#### WORK INSTRUCTION
Note every line in the entries that contains the string "already", and copy it.

══ EXTRACTED INFORMATION ══

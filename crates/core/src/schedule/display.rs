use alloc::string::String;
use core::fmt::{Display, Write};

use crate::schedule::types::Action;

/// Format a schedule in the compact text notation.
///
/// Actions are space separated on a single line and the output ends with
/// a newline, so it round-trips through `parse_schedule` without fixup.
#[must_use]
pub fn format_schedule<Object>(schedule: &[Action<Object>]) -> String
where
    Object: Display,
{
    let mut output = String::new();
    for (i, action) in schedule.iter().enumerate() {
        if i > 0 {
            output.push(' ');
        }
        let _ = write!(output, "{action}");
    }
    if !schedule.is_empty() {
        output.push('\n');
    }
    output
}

═══
══ EXTRACTED INFORMATION ══

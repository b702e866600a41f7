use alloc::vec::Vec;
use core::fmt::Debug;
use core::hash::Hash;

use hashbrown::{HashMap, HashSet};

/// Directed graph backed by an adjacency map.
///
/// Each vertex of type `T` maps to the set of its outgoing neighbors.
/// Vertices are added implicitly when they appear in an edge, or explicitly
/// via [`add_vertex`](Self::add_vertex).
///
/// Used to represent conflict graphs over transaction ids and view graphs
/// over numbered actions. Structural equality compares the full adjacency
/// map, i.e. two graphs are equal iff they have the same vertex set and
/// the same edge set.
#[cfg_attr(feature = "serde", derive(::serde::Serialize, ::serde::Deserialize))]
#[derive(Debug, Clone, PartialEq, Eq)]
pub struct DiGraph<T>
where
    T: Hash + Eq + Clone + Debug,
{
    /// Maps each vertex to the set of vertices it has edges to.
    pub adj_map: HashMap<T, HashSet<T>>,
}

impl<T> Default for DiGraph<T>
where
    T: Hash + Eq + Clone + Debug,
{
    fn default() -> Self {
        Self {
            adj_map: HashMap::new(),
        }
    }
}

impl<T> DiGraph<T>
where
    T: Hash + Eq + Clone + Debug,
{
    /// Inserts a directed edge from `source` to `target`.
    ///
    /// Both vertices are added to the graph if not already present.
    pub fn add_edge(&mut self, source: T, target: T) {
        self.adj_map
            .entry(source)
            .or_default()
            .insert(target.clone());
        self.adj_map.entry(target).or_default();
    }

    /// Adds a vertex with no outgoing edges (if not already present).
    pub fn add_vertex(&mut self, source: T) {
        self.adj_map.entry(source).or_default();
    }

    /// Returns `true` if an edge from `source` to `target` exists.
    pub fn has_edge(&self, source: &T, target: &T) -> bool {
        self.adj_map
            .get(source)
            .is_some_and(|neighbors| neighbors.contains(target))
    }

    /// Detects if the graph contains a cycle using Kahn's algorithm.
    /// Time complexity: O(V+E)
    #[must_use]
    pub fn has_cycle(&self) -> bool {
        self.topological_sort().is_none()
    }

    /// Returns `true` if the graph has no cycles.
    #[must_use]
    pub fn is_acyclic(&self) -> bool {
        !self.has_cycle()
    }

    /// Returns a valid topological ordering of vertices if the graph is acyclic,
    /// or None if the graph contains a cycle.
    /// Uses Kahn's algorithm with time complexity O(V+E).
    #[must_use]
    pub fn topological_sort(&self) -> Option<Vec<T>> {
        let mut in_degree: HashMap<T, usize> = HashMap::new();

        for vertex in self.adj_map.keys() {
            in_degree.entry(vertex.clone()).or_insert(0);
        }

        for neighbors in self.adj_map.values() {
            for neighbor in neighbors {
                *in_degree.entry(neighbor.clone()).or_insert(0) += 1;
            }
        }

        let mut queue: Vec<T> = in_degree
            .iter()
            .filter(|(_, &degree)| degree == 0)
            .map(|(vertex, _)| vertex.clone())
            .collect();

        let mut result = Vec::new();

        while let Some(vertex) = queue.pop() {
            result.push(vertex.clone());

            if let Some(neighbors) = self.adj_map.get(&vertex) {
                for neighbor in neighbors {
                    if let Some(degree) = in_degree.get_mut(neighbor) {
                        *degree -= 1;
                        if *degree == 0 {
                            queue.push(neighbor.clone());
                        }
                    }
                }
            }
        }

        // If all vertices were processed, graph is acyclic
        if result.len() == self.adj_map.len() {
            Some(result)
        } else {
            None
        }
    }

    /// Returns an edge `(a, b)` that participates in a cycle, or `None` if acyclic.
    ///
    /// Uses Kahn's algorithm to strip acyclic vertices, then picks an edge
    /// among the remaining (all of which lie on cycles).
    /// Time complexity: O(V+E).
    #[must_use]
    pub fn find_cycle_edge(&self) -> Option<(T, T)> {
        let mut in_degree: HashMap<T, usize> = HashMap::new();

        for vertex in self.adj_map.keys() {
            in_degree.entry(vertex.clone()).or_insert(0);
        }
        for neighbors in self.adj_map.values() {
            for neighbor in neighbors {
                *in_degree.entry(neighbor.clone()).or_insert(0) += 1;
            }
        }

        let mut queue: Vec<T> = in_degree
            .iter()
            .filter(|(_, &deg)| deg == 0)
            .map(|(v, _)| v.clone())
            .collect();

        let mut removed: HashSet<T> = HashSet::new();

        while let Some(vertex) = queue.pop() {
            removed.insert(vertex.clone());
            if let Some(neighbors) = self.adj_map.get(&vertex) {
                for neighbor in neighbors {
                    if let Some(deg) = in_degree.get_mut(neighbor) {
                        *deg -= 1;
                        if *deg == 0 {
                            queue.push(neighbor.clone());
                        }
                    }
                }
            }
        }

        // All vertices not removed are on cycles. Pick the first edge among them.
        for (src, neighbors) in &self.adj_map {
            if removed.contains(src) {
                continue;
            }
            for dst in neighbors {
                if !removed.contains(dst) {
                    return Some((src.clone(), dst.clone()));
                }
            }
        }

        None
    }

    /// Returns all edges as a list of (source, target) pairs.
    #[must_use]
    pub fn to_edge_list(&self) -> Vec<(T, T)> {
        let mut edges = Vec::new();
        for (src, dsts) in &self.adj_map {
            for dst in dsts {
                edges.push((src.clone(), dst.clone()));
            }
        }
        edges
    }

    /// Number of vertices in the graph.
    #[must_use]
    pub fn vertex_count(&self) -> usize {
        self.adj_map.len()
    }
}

═══

#### RESULT OF THIS EXERCISE
    /// Both vertices are added to the graph if not already present.
    /// Adds a vertex with no outgoing edges (if not already present).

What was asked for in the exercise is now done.